**Task to complete:**
Word for word, retype each record shown below.

Top of Material to process

//! Logging helpers.
//!
//! Stdout belongs to the DAP wire protocol, so every log line goes to a
//! rotated file. The `tracing-subscriber` setup itself lives in the binary
//! (`src/main.rs`); this module only prepares the file and the filter.

use std::fs::{self, File, OpenOptions};
use std::io;
use std::path::{Path, PathBuf};

/// Maximum size of a single log file before rotation (10 MB).
pub const DEFAULT_MAX_LOG_SIZE: u64 = 10 * 1024 * 1024;

/// Maximum number of rotated log files to retain.
pub const DEFAULT_MAX_LOG_FILES: u32 = 5;

/// Crates whose targets receive the configured level. Everything else
/// (tokio, dependencies) stays at `warn`.
const WORKSPACE_TARGETS: &[&str] = &[
    "dartdbg",
    "dartdbg_core",
    "dartdbg_config",
    "dartdbg_platform",
    "dartdbg_vm",
    "dartdbg_dap",
    "dartdbg_test",
];

/// Name of the log file inside the log directory.
pub const LOG_FILE_NAME: &str = "dartdbg.log";

/// Fallback log location when no home directory is available.
pub fn fallback_log_file_path() -> PathBuf {
    std::env::temp_dir().join("dartdbg").join(LOG_FILE_NAME)
}

/// Build an `EnvFilter`-compatible directive string for `level`.
///
/// Unknown level names fall back to `info`.
pub fn filter_directive(level: &str) -> String {
    let level = normalize_level(level);
    let mut directive = String::from("warn");
    for target in WORKSPACE_TARGETS {
        directive.push(',');
        directive.push_str(target);
        directive.push('=');
        directive.push_str(level);
    }
    directive
}

/// Map a level name (case-insensitive) onto one `tracing` understands.
pub fn normalize_level(level: &str) -> &'static str {
    match level.to_ascii_lowercase().as_str() {
        "trace" => "trace",
        "debug" => "debug",
        "warn" | "warning" => "warn",
        "error" => "error",
        _ => "info",
    }
}

/// Create parent directories, rotate if oversized, then open `path` for
/// appending.
pub fn open_log_file(path: &Path, max_size: u64, max_files: u32) -> io::Result<File> {
    if let Some(parent) = path.parent() {
        fs::create_dir_all(parent)?;
    }
    rotate(path, max_size, max_files)?;
    OpenOptions::new().create(true).append(true).open(path)
}

/// Shift `name.log` → `name.log.1` → … once `path` reaches `max_size` bytes;
/// the file beyond `max_files` is dropped.
pub fn rotate(path: &Path, max_size: u64, max_files: u32) -> io::Result<()> {
    let len = match fs::metadata(path) {
        Ok(meta) => meta.len(),
        Err(e) if e.kind() == io::ErrorKind::NotFound => return Ok(()),
        Err(e) => return Err(e),
    };
    if len < max_size || max_files == 0 {
        return Ok(());
    }

    let _ = fs::remove_file(numbered(path, max_files));
    for index in (1..max_files).rev() {
        let from = numbered(path, index);
        if from.exists() {
            fs::rename(&from, numbered(path, index + 1))?;
        }
    }
    fs::rename(path, numbered(path, 1))
}

fn numbered(path: &Path, index: u32) -> PathBuf {
    let mut name = path.file_name().unwrap_or_default().to_os_string();
    name.push(format!(".{index}"));
    path.with_file_name(name)
}

#[cfg(test)]
mod tests {
    use super::*;

    #[test]
    fn directive_scopes_level_to_workspace_crates() {
        let directive = filter_directive("debug");
        assert!(directive.starts_with("warn,"));
        assert!(directive.contains("dartdbg_dap=debug"));
        assert!(directive.contains("dartdbg_vm=debug"));
        assert!(!directive.contains("tokio"));
    }

    #[test]
    fn unknown_level_becomes_info() {
        assert_eq!(normalize_level("verbose"), "info");
        assert_eq!(normalize_level(""), "info");
        assert_eq!(normalize_level("WARNING"), "warn");
        assert_eq!(normalize_level("Trace"), "trace");
    }

    #[test]
    fn numbered_appends_index() {
        let base = Path::new("/tmp/x/dartdbg.log");
        assert_eq!(numbered(base, 2), PathBuf::from("/tmp/x/dartdbg.log.2"));
    }

    #[test]
    fn open_creates_missing_directories() {
        let dir = tempfile::TempDir::new().unwrap();
        let log = dir.path().join("a").join("b").join(LOG_FILE_NAME);
        open_log_file(&log, DEFAULT_MAX_LOG_SIZE, DEFAULT_MAX_LOG_FILES).unwrap();
        assert!(log.exists());
    }

    #[test]
    fn rotate_leaves_small_files_alone() {
        let dir = tempfile::TempDir::new().unwrap();
        let log = dir.path().join(LOG_FILE_NAME);
        fs::write(&log, "tiny").unwrap();
        rotate(&log, 1024, 3).unwrap();
        assert!(log.exists());
        assert!(!dir.path().join("dartdbg.log.1").exists());
    }

    #[test]
    fn rotate_cascades_and_drops_oldest() {
        let dir = tempfile::TempDir::new().unwrap();
        let log = dir.path().join(LOG_FILE_NAME);
        fs::write(dir.path().join("dartdbg.log.1"), "one").unwrap();
        fs::write(dir.path().join("dartdbg.log.2"), "two").unwrap();
        fs::write(&log, "x".repeat(64)).unwrap();

        rotate(&log, 16, 2).unwrap();

        assert!(!log.exists());
        assert_eq!(
            fs::read_to_string(dir.path().join("dartdbg.log.1")).unwrap(),
            "x".repeat(64)
        );
        assert_eq!(
            fs::read_to_string(dir.path().join("dartdbg.log.2")).unwrap(),
            "one"
        );
        assert!(!dir.path().join("dartdbg.log.3").exists());
    }

    #[test]
    fn rotate_missing_file_is_noop() {
        let dir = tempfile::TempDir::new().unwrap();
        rotate(&dir.path().join("nope.log"), 1, 1).unwrap();
    }
}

Bottom of Material to process

**Answer box:**
//! Logging helpers.
//!
//! Stdout belongs to the DAP wire protocol, so every log line goes to a
//! rotated file. The `tracing-subscriber` setup itself lives in the binary
//! (`src/main.rs`); this module only prepares the file and the filter.

use std::fs::{self, File, OpenOptions};
use std::io;
use std::path::{Path, PathBuf};

/// Maximum size of a single log file before rotation (10 MB).
pub const DEFAULT_MAX_LOG_SIZE: u64 = 10 * 1024 * 1024;

/// Maximum number of rotated log files to retain.
pub const DEFAULT_MAX_LOG_FILES: u32 = 5;

/// Crates whose targets receive the configured level. Everything else
/// (tokio, dependencies) stays at `warn`.
const WORKSPACE_TARGETS: &[&str] = &[
    "dartdbg",
    "dartdbg_core",
    "dartdbg_config",
    "dartdbg_platform",
    "dartdbg_vm",
    "dartdbg_dap",
    "dartdbg_test",
];

/// Name of the log file inside the log directory.
pub const LOG_FILE_NAME: &str = "dartdbg.log";

/// Fallback log location when no home directory is available.
pub fn fallback_log_file_path() -> PathBuf {
    std::env::temp_dir().join("dartdbg").join(LOG_FILE_NAME)
}

/// Build an `EnvFilter`-compatible directive string for `level`.
///
/// Unknown level names fall back to `info`.
pub fn filter_directive(level: &str) -> String {
    let level = normalize_level(level);
    let mut directive = String::from("warn");
    for target in WORKSPACE_TARGETS {
        directive.push(',');
        directive.push_str(target);
        directive.push('=');
        directive.push_str(level);
    }
    directive
}

/// Map a level name (case-insensitive) onto one `tracing` understands.
pub fn normalize_level(level: &str) -> &'static str {
    match level.to_ascii_lowercase().as_str() {
        "trace" => "trace",
        "debug" => "debug",
        "warn" | "warning" => "warn",
        "error" => "error",
        _ => "info",
    }
}

/// Create parent directories, rotate if oversized, then open `path` for
/// appending.
pub fn open_log_file(path: &Path, max_size: u64, max_files: u32) -> io::Result<File> {
    if let Some(parent) = path.parent() {
        fs::create_dir_all(parent)?;
    }
    rotate(path, max_size, max_files)?;
    OpenOptions::new().create(true).append(true).open(path)
}

/// Shift `name.log` → `name.log.1` → … once `path` reaches `max_size` bytes;
/// the file beyond `max_files` is dropped.
pub fn rotate(path: &Path, max_size: u64, max_files: u32) -> io::Result<()> {
    let len = match fs::metadata(path) {
        Ok(meta) => meta.len(),
        Err(e) if e.kind() == io::ErrorKind::NotFound => return Ok(()),
        Err(e) => return Err(e),
    };
    if len < max_size || max_files == 0 {
        return Ok(());
    }

    let _ = fs::remove_file(numbered(path, max_files));
    for index in (1..max_files).rev() {
        let from = numbered(path, index);
        if from.exists() {
            fs::rename(&from, numbered(path, index + 1))?;
        }
    }
    fs::rename(path, numbered(path, 1))
}

fn numbered(path: &Path, index: u32) -> PathBuf {
    let mut name = path.file_name().unwrap_or_default().to_os_string();
    name.push(format!(".{index}"));
    path.with_file_name(name)
}

#[cfg(test)]
mod tests {
    use super::*;

    #[test]
    fn directive_scopes_level_to_workspace_crates() {
        let directive = filter_directive("debug");
        assert!(directive.starts_with("warn,"));
        assert!(directive.contains("dartdbg_dap=debug"));
        assert!(directive.contains("dartdbg_vm=debug"));
        assert!(!directive.contains("tokio"));
    }

    #[test]
    fn unknown_level_becomes_info() {
        assert_eq!(normalize_level("verbose"), "info");
        assert_eq!(normalize_level(""), "info");
        assert_eq!(normalize_level("WARNING"), "warn");
        assert_eq!(normalize_level("Trace"), "trace");
    }

    #[test]
    fn numbered_appends_index() {
        let base = Path::new("/tmp/x/dartdbg.log");
        assert_eq!(numbered(base, 2), PathBuf::from("/tmp/x/dartdbg.log.2"));
    }

    #[test]
    fn open_creates_missing_directories() {
        let dir = tempfile::TempDir::new().unwrap();
        let log = dir.path().join("a").join("b").join(LOG_FILE_NAME);
        open_log_file(&log, DEFAULT_MAX_LOG_SIZE, DEFAULT_MAX_LOG_FILES).unwrap();
        assert!(log.exists());
    }

    #[test]
    fn rotate_leaves_small_files_alone() {
        let dir = tempfile::TempDir::new().unwrap();
        let log = dir.path().join(LOG_FILE_NAME);
        fs::write(&log, "tiny").unwrap();
        rotate(&log, 1024, 3).unwrap();
        assert!(log.exists());
        assert!(!dir.path().join("dartdbg.log.1").exists());
    }

    #[test]
    fn rotate_cascades_and_drops_oldest() {
        let dir = tempfile::TempDir::new().unwrap();
        let log = dir.path().join(LOG_FILE_NAME);
        fs::write(dir.path().join("dartdbg.log.1"), "one").unwrap();
        fs::write(dir.path().join("dartdbg.log.2"), "two").unwrap();
        fs::write(&log, "x".repeat(64)).unwrap();

        rotate(&log, 16, 2).unwrap();

        assert!(!log.exists());
        assert_eq!(
            fs::read_to_string(dir.path().join("dartdbg.log.1")).unwrap(),
            "x".repeat(64)
        );
        assert_eq!(
            fs::read_to_string(dir.path().join("dartdbg.log.2")).unwrap(),
            "one"
        );
        assert!(!dir.path().join("dartdbg.log.3").exists());
    }

    #[test]
    fn rotate_missing_file_is_noop() {
        let dir = tempfile::TempDir::new().unwrap();
        rotate(&dir.path().join("nope.log"), 1, 1).unwrap();
    }
}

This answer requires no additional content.